[Stored data entries]
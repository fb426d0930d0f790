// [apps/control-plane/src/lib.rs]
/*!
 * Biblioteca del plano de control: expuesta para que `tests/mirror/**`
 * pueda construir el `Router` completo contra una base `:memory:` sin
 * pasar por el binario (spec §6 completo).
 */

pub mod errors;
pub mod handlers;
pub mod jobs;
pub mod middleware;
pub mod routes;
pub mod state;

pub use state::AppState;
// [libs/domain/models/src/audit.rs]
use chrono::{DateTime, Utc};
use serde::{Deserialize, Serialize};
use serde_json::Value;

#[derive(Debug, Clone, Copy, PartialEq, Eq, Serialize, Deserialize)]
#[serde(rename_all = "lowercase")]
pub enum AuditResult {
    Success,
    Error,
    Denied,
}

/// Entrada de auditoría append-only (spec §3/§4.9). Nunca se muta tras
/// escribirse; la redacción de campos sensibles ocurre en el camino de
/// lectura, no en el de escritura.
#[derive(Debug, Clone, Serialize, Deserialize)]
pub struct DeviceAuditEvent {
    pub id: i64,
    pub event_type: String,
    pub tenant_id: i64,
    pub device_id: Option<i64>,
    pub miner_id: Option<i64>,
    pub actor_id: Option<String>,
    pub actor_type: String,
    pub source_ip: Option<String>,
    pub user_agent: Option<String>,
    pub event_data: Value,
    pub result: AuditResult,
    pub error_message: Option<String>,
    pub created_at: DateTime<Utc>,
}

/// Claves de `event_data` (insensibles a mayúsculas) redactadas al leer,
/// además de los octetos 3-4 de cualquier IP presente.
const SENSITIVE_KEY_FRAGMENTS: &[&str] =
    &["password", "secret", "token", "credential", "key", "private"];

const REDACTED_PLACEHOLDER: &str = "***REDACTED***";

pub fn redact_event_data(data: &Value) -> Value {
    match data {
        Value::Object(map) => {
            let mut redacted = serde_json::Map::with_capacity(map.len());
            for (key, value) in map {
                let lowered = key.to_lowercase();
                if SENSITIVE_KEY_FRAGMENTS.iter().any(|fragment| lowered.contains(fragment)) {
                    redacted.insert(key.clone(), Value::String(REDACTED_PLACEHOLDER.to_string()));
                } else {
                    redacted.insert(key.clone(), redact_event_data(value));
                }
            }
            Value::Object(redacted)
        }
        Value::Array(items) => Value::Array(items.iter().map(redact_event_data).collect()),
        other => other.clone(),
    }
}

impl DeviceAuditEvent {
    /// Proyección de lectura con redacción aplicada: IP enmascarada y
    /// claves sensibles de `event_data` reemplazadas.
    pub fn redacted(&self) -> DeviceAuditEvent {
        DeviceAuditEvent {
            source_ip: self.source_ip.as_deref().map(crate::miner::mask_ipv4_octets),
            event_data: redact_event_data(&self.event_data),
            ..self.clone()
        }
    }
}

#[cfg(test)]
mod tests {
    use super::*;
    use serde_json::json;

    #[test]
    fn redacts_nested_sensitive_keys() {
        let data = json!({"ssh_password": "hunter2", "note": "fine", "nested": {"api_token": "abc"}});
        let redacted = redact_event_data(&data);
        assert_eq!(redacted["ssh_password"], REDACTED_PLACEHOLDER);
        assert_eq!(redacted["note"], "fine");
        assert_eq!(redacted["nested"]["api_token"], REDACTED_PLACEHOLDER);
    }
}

...

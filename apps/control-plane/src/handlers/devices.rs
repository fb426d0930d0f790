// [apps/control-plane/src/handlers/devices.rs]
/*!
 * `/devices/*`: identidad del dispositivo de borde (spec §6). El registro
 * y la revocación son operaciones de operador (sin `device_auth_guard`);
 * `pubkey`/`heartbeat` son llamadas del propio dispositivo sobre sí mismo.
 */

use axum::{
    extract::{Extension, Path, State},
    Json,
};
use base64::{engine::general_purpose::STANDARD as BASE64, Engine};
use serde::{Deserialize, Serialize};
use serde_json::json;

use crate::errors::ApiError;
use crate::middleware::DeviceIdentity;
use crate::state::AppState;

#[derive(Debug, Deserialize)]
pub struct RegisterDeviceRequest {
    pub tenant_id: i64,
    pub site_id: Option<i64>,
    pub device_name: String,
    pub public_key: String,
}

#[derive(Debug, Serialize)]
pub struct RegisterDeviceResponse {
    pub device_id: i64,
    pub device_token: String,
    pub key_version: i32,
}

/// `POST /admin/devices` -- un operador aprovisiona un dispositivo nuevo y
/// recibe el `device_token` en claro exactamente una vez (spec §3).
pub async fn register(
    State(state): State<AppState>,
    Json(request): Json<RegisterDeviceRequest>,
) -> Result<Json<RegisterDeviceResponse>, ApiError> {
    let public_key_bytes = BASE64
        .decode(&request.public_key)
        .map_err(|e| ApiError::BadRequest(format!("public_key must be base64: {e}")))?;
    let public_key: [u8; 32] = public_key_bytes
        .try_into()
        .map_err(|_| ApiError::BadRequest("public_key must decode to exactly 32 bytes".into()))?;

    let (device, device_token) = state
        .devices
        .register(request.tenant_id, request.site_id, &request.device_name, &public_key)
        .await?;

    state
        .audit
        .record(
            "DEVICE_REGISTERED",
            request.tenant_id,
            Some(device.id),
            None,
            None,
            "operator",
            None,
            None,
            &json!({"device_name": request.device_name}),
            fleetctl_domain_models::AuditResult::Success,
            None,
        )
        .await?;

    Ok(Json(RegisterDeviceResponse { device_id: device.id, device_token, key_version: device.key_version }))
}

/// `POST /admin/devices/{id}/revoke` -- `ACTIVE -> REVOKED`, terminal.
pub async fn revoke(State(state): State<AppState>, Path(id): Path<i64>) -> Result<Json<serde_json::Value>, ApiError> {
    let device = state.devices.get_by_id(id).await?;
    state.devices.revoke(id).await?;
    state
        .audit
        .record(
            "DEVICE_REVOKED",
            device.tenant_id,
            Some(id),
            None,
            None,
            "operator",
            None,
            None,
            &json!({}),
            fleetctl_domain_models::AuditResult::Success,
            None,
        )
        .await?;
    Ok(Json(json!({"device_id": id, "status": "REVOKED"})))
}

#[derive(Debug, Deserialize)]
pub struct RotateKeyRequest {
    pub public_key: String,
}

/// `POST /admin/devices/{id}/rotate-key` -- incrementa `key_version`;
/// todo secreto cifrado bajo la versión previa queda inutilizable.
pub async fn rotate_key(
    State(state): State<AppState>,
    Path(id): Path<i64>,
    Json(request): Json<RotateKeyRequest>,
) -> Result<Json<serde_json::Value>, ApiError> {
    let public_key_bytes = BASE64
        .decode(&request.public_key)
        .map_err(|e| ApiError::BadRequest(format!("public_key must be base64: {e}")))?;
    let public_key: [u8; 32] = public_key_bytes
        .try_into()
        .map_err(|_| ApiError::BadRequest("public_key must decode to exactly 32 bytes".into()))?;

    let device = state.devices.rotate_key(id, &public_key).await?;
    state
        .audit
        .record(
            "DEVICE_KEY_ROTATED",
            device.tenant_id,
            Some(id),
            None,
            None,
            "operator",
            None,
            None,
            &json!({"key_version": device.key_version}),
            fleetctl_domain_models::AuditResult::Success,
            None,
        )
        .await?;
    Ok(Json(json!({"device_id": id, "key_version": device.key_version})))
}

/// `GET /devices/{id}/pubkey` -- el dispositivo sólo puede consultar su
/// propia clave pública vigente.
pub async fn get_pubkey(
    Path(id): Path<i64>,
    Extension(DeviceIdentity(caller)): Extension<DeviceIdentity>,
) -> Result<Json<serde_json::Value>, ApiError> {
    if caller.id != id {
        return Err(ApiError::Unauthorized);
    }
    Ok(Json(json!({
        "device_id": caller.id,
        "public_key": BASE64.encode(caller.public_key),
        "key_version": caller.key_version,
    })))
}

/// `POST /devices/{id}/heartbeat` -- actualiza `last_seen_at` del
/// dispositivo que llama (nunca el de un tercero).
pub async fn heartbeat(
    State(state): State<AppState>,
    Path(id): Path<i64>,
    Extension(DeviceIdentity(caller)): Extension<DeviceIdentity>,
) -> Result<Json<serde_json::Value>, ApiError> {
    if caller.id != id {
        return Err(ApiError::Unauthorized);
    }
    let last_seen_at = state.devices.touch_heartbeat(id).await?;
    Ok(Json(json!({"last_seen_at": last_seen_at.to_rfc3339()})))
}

==

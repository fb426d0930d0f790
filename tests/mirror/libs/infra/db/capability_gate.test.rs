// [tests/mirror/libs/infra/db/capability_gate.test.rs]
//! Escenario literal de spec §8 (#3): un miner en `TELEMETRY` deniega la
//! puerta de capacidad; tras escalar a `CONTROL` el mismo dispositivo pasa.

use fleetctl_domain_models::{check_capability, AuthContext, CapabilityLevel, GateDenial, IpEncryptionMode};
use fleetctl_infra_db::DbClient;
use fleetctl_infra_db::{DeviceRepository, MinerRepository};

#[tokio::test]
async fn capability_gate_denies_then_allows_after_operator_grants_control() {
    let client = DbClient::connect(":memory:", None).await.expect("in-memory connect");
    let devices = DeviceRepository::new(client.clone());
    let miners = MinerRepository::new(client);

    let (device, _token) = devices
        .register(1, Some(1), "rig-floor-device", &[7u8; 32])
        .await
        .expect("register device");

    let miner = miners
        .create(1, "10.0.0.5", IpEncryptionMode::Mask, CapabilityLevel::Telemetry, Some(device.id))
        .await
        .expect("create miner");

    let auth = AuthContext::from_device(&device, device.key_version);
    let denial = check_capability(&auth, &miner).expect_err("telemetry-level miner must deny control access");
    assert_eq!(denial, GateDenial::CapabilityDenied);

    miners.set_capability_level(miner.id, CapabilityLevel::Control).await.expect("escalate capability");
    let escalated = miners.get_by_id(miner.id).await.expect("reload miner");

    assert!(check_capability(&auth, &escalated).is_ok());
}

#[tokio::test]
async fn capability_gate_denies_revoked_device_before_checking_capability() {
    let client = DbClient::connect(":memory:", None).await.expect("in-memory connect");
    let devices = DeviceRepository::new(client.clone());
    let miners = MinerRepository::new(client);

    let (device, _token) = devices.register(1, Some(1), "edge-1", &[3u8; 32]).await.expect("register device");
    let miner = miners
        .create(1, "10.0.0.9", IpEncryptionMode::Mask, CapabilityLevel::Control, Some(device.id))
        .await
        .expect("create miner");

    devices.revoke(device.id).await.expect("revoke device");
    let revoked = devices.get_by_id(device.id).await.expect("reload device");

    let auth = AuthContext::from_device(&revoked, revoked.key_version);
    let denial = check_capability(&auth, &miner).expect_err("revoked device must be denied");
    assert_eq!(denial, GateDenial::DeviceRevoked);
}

What to produce: Look through the data above for the word "lectura". Report each line where it occurs.

Expected output:
/// lectura, no en el de escritura.
    /// Proyección de lectura con redacción aplicada: IP enmascarada y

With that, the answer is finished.